■ Task description ■
For each line of the data below that contains "bool", return that line.

-------- Exercise input

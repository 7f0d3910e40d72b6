use crate::error::ApiError;
use crate::state::AppState;
use axum::{extract::{Path, State}, Json};
use types::Course;

#[utoipa::path(
    get,
    path = "/v1/courses",
    responses((status = 200, description = "Every course in the catalog", body = [Course]))
)]
pub async fn list(State(state): State<AppState>) -> Json<Vec<Course>> {
    Json(state.catalog.courses().to_vec())
}

#[utoipa::path(
    get,
    path = "/v1/courses/{id}",
    params(("id" = String, Path, description = "Course ID")),
    responses(
        (status = 200, description = "The course", body = Course),
        (status = 404, description = "No such course", body = String)
    )
)]
pub async fn get(State(state): State<AppState>, Path(id): Path<String>) -> Result<Json<Course>, ApiError> {
    state
        .catalog
        .get(&id)
        .cloned()
        .map(Json)
        .ok_or_else(|| ApiError::not_found(format!("course {id} not found")))
}
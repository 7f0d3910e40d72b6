use types::CourseSession;

/// Two sessions clash when they meet on the same day and their half-open
/// `[start, end)` intervals overlap. Back-to-back sessions do not clash.
pub fn clashes(a: &CourseSession, b: &CourseSession) -> bool {
    a.day == b.day && a.start_time < b.end_time && b.start_time < a.end_time
}

/// True if `candidate` clashes with any session already chosen.
pub(crate) fn clashes_with_any(candidate: &CourseSession, chosen: &[&CourseSession]) -> bool {
    chosen.iter().any(|s| clashes(candidate, s))
}
pub mod audio;
pub mod error;
pub mod io;
pub mod models;
pub mod pipeline;
pub mod sources;
pub mod stages;

pub use audio::{FRAME_SAMPLES, NormalizedAudio, Normalizer, NormalizerConfig, TARGET_SAMPLE_RATE};
pub use error::{DecodeError, SourceError};
pub use io::TranscriptionReport;
pub use models::{
    AlignedSegment, DiarizationTurn, SpeakerGroups, TimeInterval, TranscriptSegment, Transcription,
    UNKNOWN_SPEAKER, WordTiming,
};
pub use pipeline::{Pipeline, PipelineOptions};
pub use sources::{
    DiarizationSource, DiarizerConfig, RemoteDiarizer, RemoteTranscriber, TranscriberConfig,
    TranscriptSource,
};
pub use stages::{
    AlignConfig, AlignResult, AssembleConfig, DiarizationStage, MatchPolicy, execute_align,
    execute_assemble,
};
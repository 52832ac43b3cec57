use serde::{Deserialize, Serialize};

use super::TimeInterval;

/// A span of audio attributed to one speaker by the diarization source.
///
/// Turns for different speakers may overlap (concurrent speech) and may
/// leave gaps (silence, non-speech). Input order is significant: the
/// first-match assignment policy consults turns in the order the source
/// produced them.
#[derive(Debug, Clone, Serialize, Deserialize)]
pub struct DiarizationTurn {
    /// Time span of the turn
    pub interval: TimeInterval,
    /// Speaker identity label
    pub speaker: String,
}

impl DiarizationTurn {
    pub fn new(start: f64, end: f64, speaker: impl Into<String>) -> Self {
        Self {
            interval: TimeInterval::new(start, end),
            speaker: speaker.into(),
        }
    }
}
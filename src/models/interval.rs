use serde::{Deserialize, Serialize};

/// A span of time in seconds on the canonical audio clock.
///
/// Both bounds are non-negative and `end >= start`. Bounds are treated as
/// closed on both ends: a segment whose boundary equals a turn's boundary
/// counts as contained.
#[derive(Debug, Clone, Copy, PartialEq, Serialize, Deserialize)]
pub struct TimeInterval {
    /// Start time in seconds
    pub start: f64,
    /// End time in seconds
    pub end: f64,
}

impl TimeInterval {
    pub fn new(start: f64, end: f64) -> Self {
        debug_assert!(start >= 0.0 && end >= start);
        Self { start, end }
    }

    /// Length of this interval in seconds
    pub fn duration(&self) -> f64 {
        self.end - self.start
    }

    /// Whether `other` lies entirely within this interval
    pub fn contains(&self, other: &TimeInterval) -> bool {
        other.start >= self.start && other.end <= self.end
    }

    /// Length of the intersection with `other`, 0 when disjoint
    pub fn overlap_seconds(&self, other: &TimeInterval) -> f64 {
        let start = self.start.max(other.start);
        let end = self.end.min(other.end);
        (end - start).max(0.0)
    }
}

/// Round a time or probability to 2 decimal places for emission
pub fn round2(value: f64) -> f64 {
    (value * 100.0).round() / 100.0
}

----------------

■ Exercise output ■
pub fn clashes(a: &CourseSession, b: &CourseSession) -> bool {
pub(crate) fn clashes_with_any(candidate: &CourseSession, chosen: &[&CourseSession]) -> bool {
    pub fn contains(&self, other: &TimeInterval) -> bool {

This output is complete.